Iris Wolff
» Die Unschärfe der Welt
Autorin: | Iris Wolff |
Titel: | Die Unschärfe der Welt |
Ausgabe: | Klett-Cotta, Stuttgart 2020 |
Erstanden: | antiquarisch, gelesen im Literaturkreis der Fürst Donnersmarck-Stiftung |

»Die Unschärfe der Welt«, so lautet der Titel des Romans von Iris Wolff, von vielen in vielen Feuilletons vieler Zeitungen hoch gelobt! Immer wieder wird die originelle Erzählweise gerühmt, dass sich alles Tragische, aber auch Positive so leicht liest, eben ein ganz leichtes schwebendes Erzählen. Aber bevor ich zu meiner Kritik komme, kurz Inhaltliches zum Roman. Es werden die Lebenswege von 7 Personen erzählt, die mehr oder weniger alle etwas miteinander zu tun haben, sich lieben, aber auch hassen. Im Hintergrund steht der zusammenbrechende Osten der 90er Jahre – vor allem Rumänien.
Als Thema steht die »Unschärfe der Welt« im Vordergrund und genauso empfinde ich auch die Sprache, nämlich als unscharf. Weil alles poetisch verkleistert wird, ob es sich jetzt um etwas Tragisches handelt, wenn der Junge im Fluss ertrinkt und zuhause aufgebahrt wird, oder die Sommerabende poetisch inszeniert am Leser und der Leserin vorbeiziehen. Soll ich da mit den Schultern zucken, hauptsächlich die Sprache ist poetisch?

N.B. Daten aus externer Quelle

//! In-memory document tree.
//!
//! A small arena of element nodes standing in for the host page. Nodes are
//! addressed by generational [`NodeId`] handles. [`Document::remove`] only
//! detaches a node, so it can be re-inserted later; [`Document::delete`] frees
//! the whole subtree and its slots are reused by later elements. A handle to a
//! deleted node keeps failing with [`DomError::UnknownNode`] even after its
//! slot has been reused.
//!
//! Only the slice of DOM behavior the form validator relies on is modelled:
//! ids, class lists, attributes, text content, control values and the
//! disabled flag, plus ancestor/descendant queries.

use std::collections::BTreeMap;
use std::fmt::Write as _;

use serde::Serialize;
use thiserror::Error;

/// Tags treated as interactive form controls.
pub const CONTROL_TAGS: [&str; 4] = ["input", "select", "button", "textarea"];

/// Tags whose `value` is user editable (and cleared on form reset).
pub const EDITABLE_TAGS: [&str; 3] = ["input", "select", "textarea"];

const VOID_TAGS: [&str; 2] = ["input", "br"];

#[derive(Error, Debug, Clone, PartialEq, Eq)]
pub enum DomError {
    #[error("unknown node: {0}")]
    UnknownNode(NodeId),

    #[error("cannot insert {child} into {parent}: would create a cycle")]
    HierarchyRequest { parent: NodeId, child: NodeId },

    #[error("the document root cannot be deleted")]
    DeleteRoot,
}

pub type Result<T> = std::result::Result<T, DomError>;

/// Handle to a node inside one [`Document`].
#[derive(Debug, Clone, Copy, PartialEq, Eq, Hash, PartialOrd, Ord, Serialize)]
pub struct NodeId {
    index: usize,
    generation: u32,
}

impl std::fmt::Display for NodeId {
    fn fmt(&self, f: &mut std::fmt::Formatter<'_>) -> std::fmt::Result {
        if self.generation == 0 {
            write!(f, "#{}", self.index)
        } else {
            write!(f, "#{}v{}", self.index, self.generation)
        }
    }
}

#[derive(Debug, Clone, Default)]
struct Node {
    tag: String,
    id: Option<String>,
    classes: Vec<String>,
    attributes: BTreeMap<String, String>,
    text: String,
    value: String,
    disabled: bool,
    parent: Option<NodeId>,
    children: Vec<NodeId>,
}

#[derive(Debug, Clone)]
struct Slot {
    generation: u32,
    node: Option<Node>,
}

/// Arena-backed element tree with a `body` root.
#[derive(Debug, Clone)]
pub struct Document {
    slots: Vec<Slot>,
    free: Vec<usize>,
    root: NodeId,
}

impl Default for Document {
    fn default() -> Self {
        Self::new()
    }
}

impl Document {
    pub fn new() -> Self {
        let body = Node {
            tag: "body".to_string(),
            ..Node::default()
        };
        Self {
            slots: vec![Slot {
                generation: 0,
                node: Some(body),
            }],
            free: Vec::new(),
            root: NodeId {
                index: 0,
                generation: 0,
            },
        }
    }

    pub fn root(&self) -> NodeId {
        self.root
    }

    /// Create a detached element. Attach it with [`Document::append_child`].
    pub fn create_element(&mut self, tag: &str) -> NodeId {
        let node = Node {
            tag: tag.to_ascii_lowercase(),
            ..Node::default()
        };
        if let Some(index) = self.free.pop() {
            let slot = &mut self.slots[index];
            slot.node = Some(node);
            return NodeId {
                index,
                generation: slot.generation,
            };
        }
        self.slots.push(Slot {
            generation: 0,
            node: Some(node),
        });
        NodeId {
            index: self.slots.len() - 1,
            generation: 0,
        }
    }

    /// Number of live nodes, attached or not, including the root.
    pub fn node_count(&self) -> usize {
        self.slots.len() - self.free.len()
    }

    /// True if `id` refers to a live node of this document.
    pub fn contains(&self, id: NodeId) -> bool {
        self.node(id).is_ok()
    }

    fn node(&self, id: NodeId) -> Result<&Node> {
        self.slots
            .get(id.index)
            .filter(|slot| slot.generation == id.generation)
            .and_then(|slot| slot.node.as_ref())
            .ok_or(DomError::UnknownNode(id))
    }

    fn node_mut(&mut self, id: NodeId) -> Result<&mut Node> {
        self.slots
            .get_mut(id.index)
            .filter(|slot| slot.generation == id.generation)
            .and_then(|slot| slot.node.as_mut())
            .ok_or(DomError::UnknownNode(id))
    }

    // ---------------------------------------------------------------------
    // Tree structure
    // ---------------------------------------------------------------------

    pub fn parent(&self, id: NodeId) -> Result<Option<NodeId>> {
        Ok(self.node(id)?.parent)
    }

    pub fn children(&self, id: NodeId) -> Result<&[NodeId]> {
        Ok(self.node(id)?.children.as_slice())
    }

    /// True if `ancestor` is `node` itself or one of its ancestors.
    fn is_inclusive_ancestor(&self, ancestor: NodeId, node: NodeId) -> Result<bool> {
        let mut cursor = Some(node);
        while let Some(current) = cursor {
            if current == ancestor {
                return Ok(true);
            }
            cursor = self.node(current)?.parent;
        }
        Ok(false)
    }

    /// True if the node is reachable from the document root.
    pub fn is_attached(&self, id: NodeId) -> Result<bool> {
        self.is_inclusive_ancestor(self.root, id)
    }

    fn insert_child(&mut self, parent: NodeId, child: NodeId, at_front: bool) -> Result<()> {
        self.node(parent)?;
        if self.is_inclusive_ancestor(child, parent)? {
            return Err(DomError::HierarchyRequest { parent, child });
        }
        self.remove(child)?;
        let p = self.node_mut(parent)?;
        if at_front {
            p.children.insert(0, child);
        } else {
            p.children.push(child);
        }
        self.node_mut(child)?.parent = Some(parent);
        Ok(())
    }

    /// Append `child` as the last child of `parent`, moving it if attached elsewhere.
    pub fn append_child(&mut self, parent: NodeId, child: NodeId) -> Result<()> {
        self.insert_child(parent, child, false)
    }

    /// Insert `child` as the first child of `parent`, moving it if attached elsewhere.
    pub fn prepend_child(&mut self, parent: NodeId, child: NodeId) -> Result<()> {
        self.insert_child(parent, child, true)
    }

    /// Detach a node from its parent. Detaching a detached node is a no-op.
    pub fn remove(&mut self, id: NodeId) -> Result<()> {
        let Some(parent) = self.node(id)?.parent else {
            return Ok(());
        };
        self.node_mut(parent)?.children.retain(|c| *c != id);
        self.node_mut(id)?.parent = None;
        Ok(())
    }

    /// Detach a node and free it together with its whole subtree.
    ///
    /// Every handle into the subtree becomes unknown. The root cannot be deleted.
    pub fn delete(&mut self, id: NodeId) -> Result<()> {
        if id == self.root {
            return Err(DomError::DeleteRoot);
        }
        self.remove(id)?;
        let mut stack = vec![id];
        while let Some(current) = stack.pop() {
            let slot = &mut self.slots[current.index];
            if let Some(node) = slot.node.take() {
                stack.extend(node.children);
            }
            slot.generation = slot.generation.wrapping_add(1);
            self.free.push(current.index);
        }
        Ok(())
    }

    // ---------------------------------------------------------------------
    // Element properties
    // ---------------------------------------------------------------------

    pub fn tag(&self, id: NodeId) -> Result<&str> {
        Ok(self.node(id)?.tag.as_str())
    }

    pub fn element_id(&self, id: NodeId) -> Result<Option<&str>> {
        Ok(self.node(id)?.id.as_deref())
    }

    pub fn set_id(&mut self, id: NodeId, element_id: impl Into<String>) -> Result<()> {
        self.node_mut(id)?.id = Some(element_id.into());
        Ok(())
    }

    pub fn classes(&self, id: NodeId) -> Result<&[String]> {
        Ok(self.node(id)?.classes.as_slice())
    }

    pub fn has_class(&self, id: NodeId, class: &str) -> Result<bool> {
        Ok(self.node(id)?.classes.iter().any(|c| c == class))
    }

    /// Add every whitespace separated class in `classes` (duplicates are skipped).
    pub fn add_class(&mut self, id: NodeId, classes: &str) -> Result<()> {
        let node = self.node_mut(id)?;
        for class in classes.split_whitespace() {
            if !node.classes.iter().any(|c| c == class) {
                node.classes.push(class.to_string());
            }
        }
        Ok(())
    }

    pub fn attribute(&self, id: NodeId, name: &str) -> Result<Option<&str>> {
        Ok(self.node(id)?.attributes.get(name).map(String::as_str))
    }

    pub fn set_attribute(
        &mut self,
        id: NodeId,
        name: impl Into<String>,
        value: impl Into<String>,
    ) -> Result<()> {
        self.node_mut(id)?
            .attributes
            .insert(name.into(), value.into());
        Ok(())
    }

    pub fn remove_attribute(&mut self, id: NodeId, name: &str) -> Result<()> {
        self.node_mut(id)?.attributes.remove(name);
        Ok(())
    }

    pub fn text(&self, id: NodeId) -> Result<&str> {
        Ok(self.node(id)?.text.as_str())
    }

    pub fn set_text(&mut self, id: NodeId, text: impl Into<String>) -> Result<()> {
        self.node_mut(id)?.text = text.into();
        Ok(())
    }

    pub fn value(&self, id: NodeId) -> Result<&str> {
        Ok(self.node(id)?.value.as_str())
    }

    pub fn set_value(&mut self, id: NodeId, value: impl Into<String>) -> Result<()> {
        self.node_mut(id)?.value = value.into();
        Ok(())
    }

    pub fn is_disabled(&self, id: NodeId) -> Result<bool> {
        Ok(self.node(id)?.disabled)
    }

    pub fn set_disabled(&mut self, id: NodeId, disabled: bool) -> Result<()> {
        self.node_mut(id)?.disabled = disabled;
        Ok(())
    }

    pub fn is_control(&self, id: NodeId) -> Result<bool> {
        Ok(CONTROL_TAGS.contains(&self.tag(id)?))
    }

    pub fn is_editable(&self, id: NodeId) -> Result<bool> {
        Ok(EDITABLE_TAGS.contains(&self.tag(id)?))
    }

    // ---------------------------------------------------------------------
    // Queries
    // ---------------------------------------------------------------------

    /// Descendants of `root` (excluding `root`) in document order.
    pub fn descendants(&self, root: NodeId) -> Result<Vec<NodeId>> {
        let mut out = Vec::new();
        let mut stack: Vec<NodeId> = self.node(root)?.children.iter().rev().copied().collect();
        while let Some(id) = stack.pop() {
            out.push(id);
            stack.extend(self.node(id)?.children.iter().rev().copied());
        }
        Ok(out)
    }

    /// Nearest inclusive ancestor carrying `class`.
    pub fn closest_with_class(&self, id: NodeId, class: &str) -> Result<Option<NodeId>> {
        let mut cursor = Some(id);
        while let Some(current) = cursor {
            if self.has_class(current, class)? {
                return Ok(Some(current));
            }
            cursor = self.node(current)?.parent;
        }
        Ok(None)
    }

    pub fn find_descendant_by_id(&self, root: NodeId, element_id: &str) -> Result<Option<NodeId>> {
        for id in self.descendants(root)? {
            if self.element_id(id)? == Some(element_id) {
                return Ok(Some(id));
            }
        }
        Ok(None)
    }

    pub fn find_descendants_by_class(&self, root: NodeId, class: &str) -> Result<Vec<NodeId>> {
        let mut out = Vec::new();
        for id in self.descendants(root)? {
            if self.has_class(id, class)? {
                out.push(id);
            }
        }
        Ok(out)
    }

    pub fn find_first_by_class(&self, root: NodeId, class: &str) -> Result<Option<NodeId>> {
        Ok(self.find_descendants_by_class(root, class)?.into_iter().next())
    }

    /// Descendants of `root` that are interactive controls (input, select, button, textarea).
    pub fn find_controls(&self, root: NodeId) -> Result<Vec<NodeId>> {
        let mut out = Vec::new();
        for id in self.descendants(root)? {
            if self.is_control(id)? {
                out.push(id);
            }
        }
        Ok(out)
    }

    /// First attached element carrying `class`, searching from the document root.
    pub fn query_root_by_class(&self, class: &str) -> Option<NodeId> {
        self.find_first_by_class(self.root, class).ok().flatten()
    }

    // ---------------------------------------------------------------------
    // Serialization
    // ---------------------------------------------------------------------

    /// Deterministic HTML-like rendering of a subtree.
    pub fn to_html(&self, id: NodeId) -> Result<String> {
        let mut out = String::new();
        self.write_html(id, &mut out)?;
        Ok(out)
    }

    fn write_html(&self, id: NodeId, out: &mut String) -> Result<()> {
        let node = self.node(id)?;
        let _ = write!(out, "<{}", node.tag);
        if let Some(element_id) = &node.id {
            let _ = write!(out, " id=\"{}\"", escape(element_id));
        }
        if !node.classes.is_empty() {
            let _ = write!(out, " class=\"{}\"", escape(&node.classes.join(" ")));
        }
        for (name, value) in &node.attributes {
            let _ = write!(out, " {}=\"{}\"", name, escape(value));
        }
        if EDITABLE_TAGS.contains(&node.tag.as_str()) && !node.value.is_empty() {
            let _ = write!(out, " value=\"{}\"", escape(&node.value));
        }
        if node.disabled {
            out.push_str(" disabled");
        }
        out.push('>');
        if VOID_TAGS.contains(&node.tag.as_str()) {
            return Ok(());
        }
        out.push_str(&escape(&node.text));
        for child in &node.children {
            self.write_html(*child, out)?;
        }
        let _ = write!(out, "</{}>", node.tag);
        Ok(())
    }
}

fn escape(raw: &str) -> String {
    let mut out = String::with_capacity(raw.len());
    for c in raw.chars() {
        match c {
            '&' => out.push_str("&amp;"),
            '<' => out.push_str("&lt;"),
            '>' => out.push_str("&gt;"),
            '"' => out.push_str("&quot;"),
            _ => out.push(c),
        }
    }
    out
}
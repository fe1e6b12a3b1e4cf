//! Registration form validation over an in-memory document.
//!
//! - `dom`: element tree standing in for the page
//! - `rules`: pure validation rules over a [`FormValues`] snapshot
//! - `render`: error / alert / lockout rendering into the document
//! - `validator`: the event-driven [`FormValidator`]
//! - `scheduler`: async [`FormRuntime`] owning the validator and its timers

pub mod accessor;
pub mod config;
pub mod dom;
pub mod effects;
pub mod errors;
pub mod field;
pub mod page;
pub mod render;
pub mod rules;
pub mod scheduler;
pub mod state;
pub mod validator;

pub use accessor::{DocumentFields, FieldAccessor};
pub use config::ValidatorConfig;
pub use dom::{Document, DomError, NodeId};
pub use effects::{Effect, FormEvent, ScheduledTask, TaskId};
pub use errors::{FormError, Result};
pub use field::FieldKey;
pub use page::RegistrationPage;
pub use render::{AlertVariant, FormRenderer};
pub use rules::{validate, ValidationReport, ValidationResult};
pub use scheduler::{FormCommand, FormHandle, FormRuntime, FormSnapshot};
pub use state::FormValues;
pub use validator::{FormValidator, Phase, INVALID_SUMMARY, SUCCESS_SUMMARY};
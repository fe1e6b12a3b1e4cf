//! Validation rules.
//!
//! Each rule is a pure function of the [`FormValues`] snapshot. `validate`
//! runs all of them (never stopping at the first failure) and collects the
//! outcomes into a [`ValidationReport`]. Rendering is somebody else's job,
//! see `render.rs`.

use lazy_static::lazy_static;
use regex::Regex;
use serde::Serialize;

use crate::field::FieldKey;
use crate::state::FormValues;

pub const NAME_REQUIRED: &str = "Please enter your name.";
pub const EMAIL_INVALID: &str = "Please enter a valid email address.";
pub const PASSWORD_TOO_SHORT: &str = "Password must be at least 8 characters.";
pub const PASSWORDS_DIFFER: &str = "Passwords do not match.";
pub const PHONE_INVALID: &str = "Enter a valid phone number (7–15 digits).";

pub const MIN_PASSWORD_CHARS: usize = 8;
pub const PHONE_DIGITS: std::ops::RangeInclusive<usize> = 7..=15;

lazy_static! {
    static ref EMAIL_PATTERN: Regex =
        Regex::new(r"^[^\s@]+@[^\s@]+\.[^\s@]+$").expect("email pattern is valid");
}

/// Outcome of a single rule for a single field.
#[derive(Debug, Clone, PartialEq, Eq, Serialize)]
pub struct ValidationResult {
    pub field: FieldKey,
    pub valid: bool,
    pub message: &'static str,
}

impl ValidationResult {
    fn check(field: FieldKey, valid: bool, message: &'static str) -> Self {
        Self {
            field,
            valid,
            message,
        }
    }
}

/// A rule returns `None` when it does not apply to the current values.
pub type Rule = fn(&FormValues) -> Option<ValidationResult>;

/// The registration rules, in display order.
pub const RULES: [Rule; 5] = [
    name_required,
    email_valid,
    password_length,
    confirmation_matches,
    phone_valid,
];

/// All rule outcomes for one submission.
#[derive(Debug, Clone, Default, PartialEq, Eq, Serialize)]
pub struct ValidationReport {
    pub results: Vec<ValidationResult>,
}

impl ValidationReport {
    pub fn is_valid(&self) -> bool {
        self.results.iter().all(|r| r.valid)
    }

    pub fn failures(&self) -> impl Iterator<Item = &ValidationResult> {
        self.results.iter().filter(|r| !r.valid)
    }

    /// Failure message for a field, if its rule failed.
    pub fn error_for(&self, field: FieldKey) -> Option<&'static str> {
        self.failures()
            .find(|r| r.field == field)
            .map(|r| r.message)
    }
}

/// Run every rule against `values`.
pub fn validate(values: &FormValues) -> ValidationReport {
    ValidationReport {
        results: RULES.iter().filter_map(|rule| rule(values)).collect(),
    }
}

pub fn name_required(values: &FormValues) -> Option<ValidationResult> {
    let valid = values
        .get(FieldKey::Name)
        .is_some_and(|v| !v.trim().is_empty());
    Some(ValidationResult::check(FieldKey::Name, valid, NAME_REQUIRED))
}

pub fn email_valid(values: &FormValues) -> Option<ValidationResult> {
    let valid = values
        .get(FieldKey::Email)
        .map(str::trim)
        .is_some_and(|v| !v.is_empty() && is_valid_email(v));
    Some(ValidationResult::check(FieldKey::Email, valid, EMAIL_INVALID))
}

pub fn password_length(values: &FormValues) -> Option<ValidationResult> {
    // no trimming: surrounding spaces count towards the length
    let valid = values
        .get(FieldKey::Password)
        .is_some_and(|v| v.chars().count() >= MIN_PASSWORD_CHARS);
    Some(ValidationResult::check(
        FieldKey::Password,
        valid,
        PASSWORD_TOO_SHORT,
    ))
}

pub fn confirmation_matches(values: &FormValues) -> Option<ValidationResult> {
    let valid = match (values.get(FieldKey::Confirm), values.get(FieldKey::Password)) {
        (Some(confirm), Some(password)) => confirm == password,
        _ => false,
    };
    Some(ValidationResult::check(
        FieldKey::Confirm,
        valid,
        PASSWORDS_DIFFER,
    ))
}

pub fn phone_valid(values: &FormValues) -> Option<ValidationResult> {
    let phone = values.get(FieldKey::Number).map(str::trim)?;
    if phone.is_empty() {
        return None;
    }
    Some(ValidationResult::check(
        FieldKey::Number,
        is_valid_phone(phone),
        PHONE_INVALID,
    ))
}

/// Permissive shape check: `local@domain.tld`, no whitespace, exactly one `@`.
pub fn is_valid_email(email: &str) -> bool {
    EMAIL_PATTERN.is_match(email)
}

/// Keep ASCII digits only.
pub fn normalize_phone(phone: &str) -> String {
    phone.chars().filter(char::is_ascii_digit).collect()
}

pub fn is_valid_phone(phone: &str) -> bool {
    PHONE_DIGITS.contains(&normalize_phone(phone).len())
}

#[cfg(test)]
mod tests {
    use super::*;
    use pretty_assertions::assert_eq;

    fn complete() -> FormValues {
        FormValues::builder()
            .set(FieldKey::Name, "Ada Lovelace")
            .set(FieldKey::Email, "ada@example.com")
            .set(FieldKey::Password, "Abc12345")
            .set(FieldKey::Confirm, "Abc12345")
            .set(FieldKey::Number, "")
            .build()
    }

    fn with(key: FieldKey, value: &str) -> FormValues {
        let mut values = complete();
        values.set_value(key, value);
        values
    }

    #[test]
    fn complete_form_is_valid() {
        let report = validate(&complete());
        assert!(report.is_valid());
        // phone is blank, so its rule is skipped
        assert_eq!(report.results.len(), 4);
    }

    #[test]
    fn blank_name_after_trim_fails() {
        let report = validate(&with(FieldKey::Name, "   \t"));
        assert!(!report.is_valid());
        assert_eq!(report.failures().count(), 1);
        assert_eq!(report.error_for(FieldKey::Name), Some(NAME_REQUIRED));
    }

    #[test]
    fn email_requires_dot_in_domain() {
        assert!(!is_valid_email("foo@bar"));
        assert!(is_valid_email("foo@bar.com"));
        assert!(!is_valid_email("foo bar@baz.com"));
        assert!(!is_valid_email("foo@@bar.com"));
        assert!(!is_valid_email("@bar.com"));
    }

    #[test]
    fn email_is_trimmed_before_matching() {
        let report = validate(&with(FieldKey::Email, "  foo@bar.com  "));
        assert_eq!(report.error_for(FieldKey::Email), None);

        let report = validate(&with(FieldKey::Email, "foo@bar"));
        assert_eq!(report.error_for(FieldKey::Email), Some(EMAIL_INVALID));
    }

    #[test]
    fn password_length_counts_untrimmed_characters() {
        let short = validate(&with(FieldKey::Password, "short12"));
        assert_eq!(short.error_for(FieldKey::Password), Some(PASSWORD_TOO_SHORT));

        let mut values = with(FieldKey::Password, "longenough1");
        values.set_value(FieldKey::Confirm, "longenough1");
        assert!(validate(&values).is_valid());

        let mut padded = with(FieldKey::Password, " abcdef ");
        padded.set_value(FieldKey::Confirm, " abcdef ");
        assert!(validate(&padded).is_valid());
    }

    #[test]
    fn confirmation_is_exact_comparison() {
        let report = validate(&with(FieldKey::Confirm, "Abc12345 "));
        assert_eq!(report.error_for(FieldKey::Confirm), Some(PASSWORDS_DIFFER));
        assert_eq!(report.failures().count(), 1);
    }

    #[test]
    fn phone_rules() {
        assert!(validate(&with(FieldKey::Number, "   ")).is_valid());

        let short = validate(&with(FieldKey::Number, "123-456"));
        assert_eq!(short.error_for(FieldKey::Number), Some(PHONE_INVALID));

        assert!(validate(&with(FieldKey::Number, "(123) 456-7890")).is_valid());
        assert!(!is_valid_phone("1234567890123456"));
        assert_eq!(normalize_phone("+49 (0) 30-1234"), "490301234");
    }

    #[test]
    fn missing_elements_fail_required_fields_only() {
        let report = validate(&FormValues::default());
        let failed: Vec<_> = report.failures().map(|r| r.field).collect();
        assert_eq!(
            failed,
            vec![
                FieldKey::Name,
                FieldKey::Email,
                FieldKey::Password,
                FieldKey::Confirm
            ]
        );
    }

    #[test]
    fn every_violation_is_reported() {
        let values = FormValues::builder()
            .set(FieldKey::Name, "")
            .set(FieldKey::Email, "nope")
            .set(FieldKey::Password, "short")
            .set(FieldKey::Confirm, "other")
            .set(FieldKey::Number, "12")
            .build();
        let report = validate(&values);
        assert_eq!(report.failures().count(), 5);
    }
}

Dieses überträgt sich auch auf die Figuren, die keine Brüche zeigen und dadurch unscharf wirken. Irgendwie wirken fast alle Figuren verschwiegen und sind dadurch auch kaum zu unterscheiden. In jedem Kapitel wechselt die Erzählfigur, was sehr reizvoll sein kann, aber hier irritiert es eher, weil man erst einige Seiten lesen muss, um sich zu orientieren, wo die Figur sich gerade befindet, sowohl zeitlich als auch räumlich. Zwei Ausnahmen gibt es, die Großmutter und der Spitzel der Securitate Konstanty. Diese Figuren sind eindeutig gezeichnet, alle anderen »schweben«, um im Bild zu bleiben, oder werden mit einer poetischen Sprache so zusammen geklebt, dass sie verschwimmen. Konkret gesagt: es wird nicht präzise formuliert, was dazu führt, dass Dinge dreimal beschrieben werden und damit wird die Sprache redundant und nicht poetisch! Die Sprache steht im Vordergrund und lässt Handlung und Figuren hinter sich.
Manchmal liegt die Erzählerin mit ihrer Sprache auch völlig daneben. »Wie weit entfernt alles war.
Oder war sie entfernt von allem?« (S. 90). Redundant oder poetisch?
Und richtig schlecht empfinde ich die Formulierung: » … ihr Herz fiel aus dem Brustkorb und schlug jetzt dort.« (S. 109).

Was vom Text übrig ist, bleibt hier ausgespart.